Наконец ужин кончился; люди барона убрали все, нанесли множество дров, то есть хворосту и сухих палок, разложили еще больше огня; собрали в груду все кости, сложили их на тарелку и подали Эдуарду, который и представил это лакомое кушанье своему неоценимому Мограби. Собака без церемонии расположилась ужинать у самых колен своего господина, не перестававшего гладить ее.
Барон не заставил просить себя о рассказе; как только люди, оконча свою работу, ушли к коляске, он начал говорить:
«Когда взошло солнце и благотворный свет его пробудил меня от летаргического сна, или, как я полагал тогда, нагнанного злыми духами оцепенения, то никакие слова не выразят моего отчаяния, когда, спросив у людей — пришли ли вы? — получил в ответ, что вы не возвращались в ваши хижины, из которых пошли вчера перед закатом солнца. «Что я сделал, несчастный! — думал я, — не довольно ли было мне одному переносить свое бедствие!.. Бедный молодой человек!

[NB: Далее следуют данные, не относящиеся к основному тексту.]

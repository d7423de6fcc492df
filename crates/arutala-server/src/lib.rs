//! Arutala Server
//!
//! HTTP API classifying uploaded images with a single pretrained ConvNeXt.
//!
//! The model is loaded once at startup into an [`AppState`] and shared
//! read-only by every request:
//!
//! - `GET /` reports liveness.
//! - `POST /predict` classifies the multipart field `file`.
//! - `POST /batch-predict` classifies every `files` field in one forward pass.
//! - `GET /metrics` renders Prometheus metrics.

pub mod cli;
pub mod config;
pub mod error;
pub mod routes;
pub mod state;

pub use cli::Cli;
pub use config::ServerConfig;
pub use error::ApiError;
pub use routes::create_router;
pub use state::AppState;
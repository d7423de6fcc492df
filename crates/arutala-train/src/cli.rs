//! Command-line interface

use arutala_vision::DeviceType;
use clap::Parser;
use std::path::PathBuf;

#[derive(Parser, Debug)]
#[command(name = "arutala-train")]
#[command(about = "Fine-tune a ConvNeXt classifier on an image folder", long_about = None)]
pub struct Cli {
    /// Configuration file path
    #[arg(short, long, default_value = "train.yaml")]
    pub config: String,

    /// Pretrained model identifier
    #[arg(short, long)]
    pub model_path: Option<String>,

    #[arg(short, long)]
    pub batch_size: Option<usize>,

    #[arg(short, long)]
    pub epochs: Option<usize>,

    #[arg(long)]
    pub learning_rate: Option<f64>,

    #[arg(long)]
    pub weight_decay: Option<f64>,

    /// Training images, one sub-directory per class
    #[arg(long)]
    pub train_dir: Option<PathBuf>,

    /// Validation images, laid out like the training directory
    #[arg(long)]
    pub val_dir: Option<PathBuf>,

    /// Device to train on (cpu, cuda[:N], metal[:N])
    #[arg(short, long, value_parser = parse_device)]
    pub device: Option<DeviceType>,

    /// Disable dynamic loss scaling
    #[arg(long)]
    pub no_amp: bool,

    /// Directory receiving one checkpoint per epoch
    #[arg(long)]
    pub model_save_dir: Option<PathBuf>,

    /// Only optimize the classifier head
    #[arg(long)]
    pub freeze_backbone: bool,

    /// Seed for shuffling and augmentation
    #[arg(long)]
    pub seed: Option<u64>,

    /// Directory for cached hub downloads
    #[arg(long)]
    pub cache_dir: Option<PathBuf>,

    /// Write the per-epoch metrics as JSON to this path
    #[arg(long)]
    pub result_json: Option<PathBuf>,

    /// Enable verbose logging
    #[arg(short, long)]
    pub verbose: bool,
}

fn parse_device(s: &str) -> Result<DeviceType, String> {
    s.parse().map_err(|e: arutala_core::Error| e.to_string())
}
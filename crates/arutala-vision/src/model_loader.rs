//! Model resolution and loading for Candle-based ConvNeXt classifiers

use crate::classifier::LoadedModel;
use crate::model_config::{ConvNextVariant, HubModelConfig};
use crate::trainable::{pretrained_count, pretrained_var_builder, TrainableModel};
use crate::transform::Transform;
use arutala_core::{Error, Result};
use candle_core::{DType, Device};
use candle_nn::{VarBuilder, VarMap};
use candle_transformers::models::convnext;
use hf_hub::{api::sync::ApiBuilder, Repo, RepoType};
use serde::{Deserialize, Serialize};
use std::fmt;
use std::path::{Path, PathBuf};
use std::str::FromStr;
use std::sync::Arc;
use tracing::{debug, info};

const CONFIG_FILE: &str = "config.json";
const WEIGHTS_FILE: &str = "model.safetensors";
const HF_HUB_PREFIX: &str = "hf_hub:";

/// Source location for model weights
#[derive(Debug, Clone, PartialEq, Eq)]
pub enum ModelSource {
    /// Directory holding `config.json` and `model.safetensors`
    LocalPath(PathBuf),

    /// Download from Hugging Face Hub
    HuggingFace {
        repo_id: String,
        revision: Option<String>,
    },
}

impl ModelSource {
    /// Interpret a model identifier.
    ///
    /// Accepts `hf_hub:<org>/<repo>`, `<org>/<repo>`, either with an optional
    /// `@<revision>` suffix, or a path to an existing local directory.
    pub fn parse(identifier: &str) -> Result<Self> {
        let identifier = identifier.trim();
        if identifier.is_empty() {
            return Err(Error::config("Model identifier is empty"));
        }

        if let Some(repo) = identifier.strip_prefix(HF_HUB_PREFIX) {
            return Self::hub(repo);
        }

        let path = Path::new(identifier);
        if path.is_dir() {
            return Ok(Self::LocalPath(path.to_path_buf()));
        }

        Self::hub(identifier)
    }

    fn hub(id: &str) -> Result<Self> {
        let (repo_id, revision) = match id.split_once('@') {
            Some((repo, rev)) if !rev.is_empty() => (repo, Some(rev.to_string())),
            Some((repo, _)) => (repo, None),
            None => (id, None),
        };

        if repo_id.is_empty() || repo_id.starts_with('/') || repo_id.ends_with('/') {
            return Err(Error::config(format!("Invalid hub repository id: '{}'", id)));
        }

        Ok(Self::HuggingFace {
            repo_id: repo_id.to_string(),
            revision,
        })
    }
}

impl fmt::Display for ModelSource {
    fn fmt(&self, f: &mut fmt::Formatter<'_>) -> fmt::Result {
        match self {
            Self::LocalPath(path) => write!(f, "{}", path.display()),
            Self::HuggingFace {
                repo_id,
                revision: Some(rev),
            } => write!(f, "{}{}@{}", HF_HUB_PREFIX, repo_id, rev),
            Self::HuggingFace { repo_id, .. } => write!(f, "{}{}", HF_HUB_PREFIX, repo_id),
        }
    }
}

/// Device type for inference and training
#[derive(Debug, Clone, Copy, PartialEq, Eq, Default, Serialize, Deserialize)]
#[serde(try_from = "String", into = "String")]
pub enum DeviceType {
    /// CPU (always available)
    #[default]
    Cpu,
    /// CUDA GPU by index
    Cuda(usize),
    /// Metal (Apple Silicon) by index
    Metal(usize),
}

impl DeviceType {
    /// Create the Candle device
    pub fn create(self) -> Result<Device> {
        match self {
            Self::Cpu => Ok(Device::Cpu),
            Self::Cuda(idx) => Device::new_cuda(idx)
                .map_err(|e| Error::config(format!("Failed to create CUDA device {}: {}", idx, e))),
            Self::Metal(idx) => Device::new_metal(idx)
                .map_err(|e| Error::config(format!("Failed to create Metal device {}: {}", idx, e))),
        }
    }
}

impl FromStr for DeviceType {
    type Err = Error;

    fn from_str(s: &str) -> Result<Self> {
        let lower = s.trim().to_lowercase();
        let (kind, index) = match lower.split_once(':') {
            Some((kind, idx)) => {
                let idx = idx
                    .parse::<usize>()
                    .map_err(|_| Error::config(format!("Invalid device index in '{}'", s)))?;
                (kind, idx)
            }
            None => (lower.as_str(), 0),
        };

        match kind {
            "cpu" => Ok(Self::Cpu),
            "cuda" | "gpu" => Ok(Self::Cuda(index)),
            "metal" | "mps" => Ok(Self::Metal(index)),
            _ => Err(Error::config(format!("Unknown device: '{}'", s))),
        }
    }
}

impl fmt::Display for DeviceType {
    fn fmt(&self, f: &mut fmt::Formatter<'_>) -> fmt::Result {
        match self {
            Self::Cpu => write!(f, "cpu"),
            Self::Cuda(idx) => write!(f, "cuda:{}", idx),
            Self::Metal(idx) => write!(f, "metal:{}", idx),
        }
    }
}

impl TryFrom<String> for DeviceType {
    type Error = Error;

    fn try_from(value: String) -> Result<Self> {
        value.parse()
    }
}

impl From<DeviceType> for String {
    fn from(device: DeviceType) -> Self {
        device.to_string()
    }
}

/// Local paths of a resolved model
#[derive(Debug, Clone)]
pub struct ModelFiles {
    pub config: PathBuf,
    pub weights: PathBuf,
}

/// Resolves model identifiers and builds classifiers from them
#[derive(Debug, Clone, Default)]
pub struct ModelProvider {
    cache_dir: Option<PathBuf>,
    token: Option<String>,
}

impl ModelProvider {
    /// Create a provider using the default hub cache and `HF_TOKEN` if set
    pub fn new() -> Self {
        Self {
            cache_dir: None,
            token: std::env::var("HF_TOKEN").ok().filter(|t| !t.is_empty()),
        }
    }

    /// Override the hub cache directory
    pub fn with_cache_dir(mut self, dir: impl Into<PathBuf>) -> Self {
        self.cache_dir = Some(dir.into());
        self
    }

    /// Set the hub access token
    pub fn with_token(mut self, token: impl Into<String>) -> Self {
        self.token = Some(token.into());
        self
    }

    /// Locate `config.json` and `model.safetensors`, downloading if not cached
    pub fn resolve(&self, source: &ModelSource) -> Result<ModelFiles> {
        match source {
            ModelSource::LocalPath(dir) => {
                let files = ModelFiles {
                    config: dir.join(CONFIG_FILE),
                    weights: dir.join(WEIGHTS_FILE),
                };
                for path in [&files.config, &files.weights] {
                    if !path.exists() {
                        return Err(Error::hub(format!("Model file not found: {}", path.display())));
                    }
                }
                Ok(files)
            }
            ModelSource::HuggingFace { repo_id, revision } => {
                let mut builder = ApiBuilder::new().with_token(self.token.clone());
                if let Some(dir) = &self.cache_dir {
                    builder = builder.with_cache_dir(dir.clone());
                }
                let api = builder
                    .build()
                    .map_err(|e| Error::hub(format!("Failed to initialize HF API: {}", e)))?;

                let repo = api.repo(Repo::with_revision(
                    repo_id.clone(),
                    RepoType::Model,
                    revision.clone().unwrap_or_else(|| "main".to_string()),
                ));

                let fetch = |filename: &str| {
                    debug!("Fetching {} from {}", filename, repo_id);
                    repo.get(filename).map_err(|e| {
                        Error::hub(format!("Failed to download {} from {}: {}", filename, repo_id, e))
                    })
                };

                Ok(ModelFiles {
                    config: fetch(CONFIG_FILE)?,
                    weights: fetch(WEIGHTS_FILE)?,
                })
            }
        }
    }

    /// Load a pretrained classifier and its eval transform for inference
    pub fn load(&self, identifier: &str, device: DeviceType) -> Result<LoadedModel> {
        let source = ModelSource::parse(identifier)?;
        info!("Loading model from {}", source);

        let files = self.resolve(&source)?;
        let config = HubModelConfig::from_file(&files.config)?;
        let variant = ConvNextVariant::from_architecture(&config.architecture)?;
        let labels = config.labels()?;
        let device = device.create()?;

        let vb = unsafe {
            VarBuilder::from_mmaped_safetensors(&[&files.weights], DType::F32, &device)
                .map_err(|e| Error::hub(format!("Failed to load weights: {}", e)))?
        };
        let module = convnext::convnext(&variant.config(), labels.len(), vb)
            .map_err(|e| Error::hub(format!("Failed to build {}: {}", config.architecture, e)))?;

        let transform = Transform::from_pretrained(&config.pretrained_cfg);
        info!(
            "Loaded {} ({:?}) with {} labels, input {:?}",
            config.architecture,
            variant,
            labels.len(),
            transform.input_shape()
        );

        Ok(LoadedModel::new(
            source.to_string(),
            Arc::new(module),
            transform,
            labels,
            device,
        ))
    }

    /// Build a trainable classifier with a fresh head of `num_classes` outputs.
    ///
    /// Every parameter except the classifier head is initialised from the
    /// pretrained checkpoint.
    pub fn load_trainable(
        &self,
        identifier: &str,
        num_classes: usize,
        device: DeviceType,
    ) -> Result<TrainableModel> {
        if num_classes == 0 {
            return Err(Error::config("Cannot build a classifier with zero classes"));
        }

        let source = ModelSource::parse(identifier)?;
        info!("Loading trainable model from {} with {} classes", source, num_classes);

        let files = self.resolve(&source)?;
        let config = HubModelConfig::from_file(&files.config)?;
        let variant = ConvNextVariant::from_architecture(&config.architecture)?;
        let device = device.create()?;

        let head_prefix = config.pretrained_cfg.classifier.clone();
        let varmap = VarMap::new();
        let vb = pretrained_var_builder(&varmap, &files.weights, &head_prefix, &device)?;
        let module = convnext::convnext(&variant.config(), num_classes, vb)
            .map_err(|e| Error::hub(format!("Failed to build {}: {}", config.architecture, e)))?;

        let copied = pretrained_count(&varmap, &head_prefix)?;
        info!(
            "Initialised {} pretrained tensors; '{}' left freshly initialised",
            copied, head_prefix
        );

        Ok(TrainableModel::new(
            Box::new(module),
            varmap,
            head_prefix,
            Transform::from_pretrained(&config.pretrained_cfg),
            device,
        ))
    }
}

Верно, его несчастная собака сделалась жертвою этого испытания!.. О человек! Ужасное создание… эгоизм тот кумир, которому он все приносит в жертву! Вот прекрасное и верное животное лишилось жизни для того только, что мне надобно было посредством его рокового дара увериться, точно ли нечистая сила овладела моею долиною и — моим сердцем!.. Не лучше ль мне было оставаться в сомнении о столь страшном деле, нежели на счет жизни невинной твари!..» Несмотря на мое бедствие, в котором теперь уже не сомневался, сердце мое сохранило столько чувства сострадания, что я искренно сожалел и раскаивался о зле, причиненном вашему Мограби: я плакал бы, если б мог, но слезы мои давно высохли от того адского огня, которым сожигалась кровь моя; итак, одно только мучительное беспокойство внедрилось в душу мою и не давало минуты оставаться на месте… Я не смел однако ж идти к вам в долину, полагая, что увижу вас сидящего над трупом вашего Мограби, употребляющего все старания оживить его и призывающего на меня мщение небес».
— Вы отгадали, барон, я точно клял вас от всей души моей и выл, как волк, над бесчувственным телом моей собаки… Хорошо вы сделали, что не пошли в долину.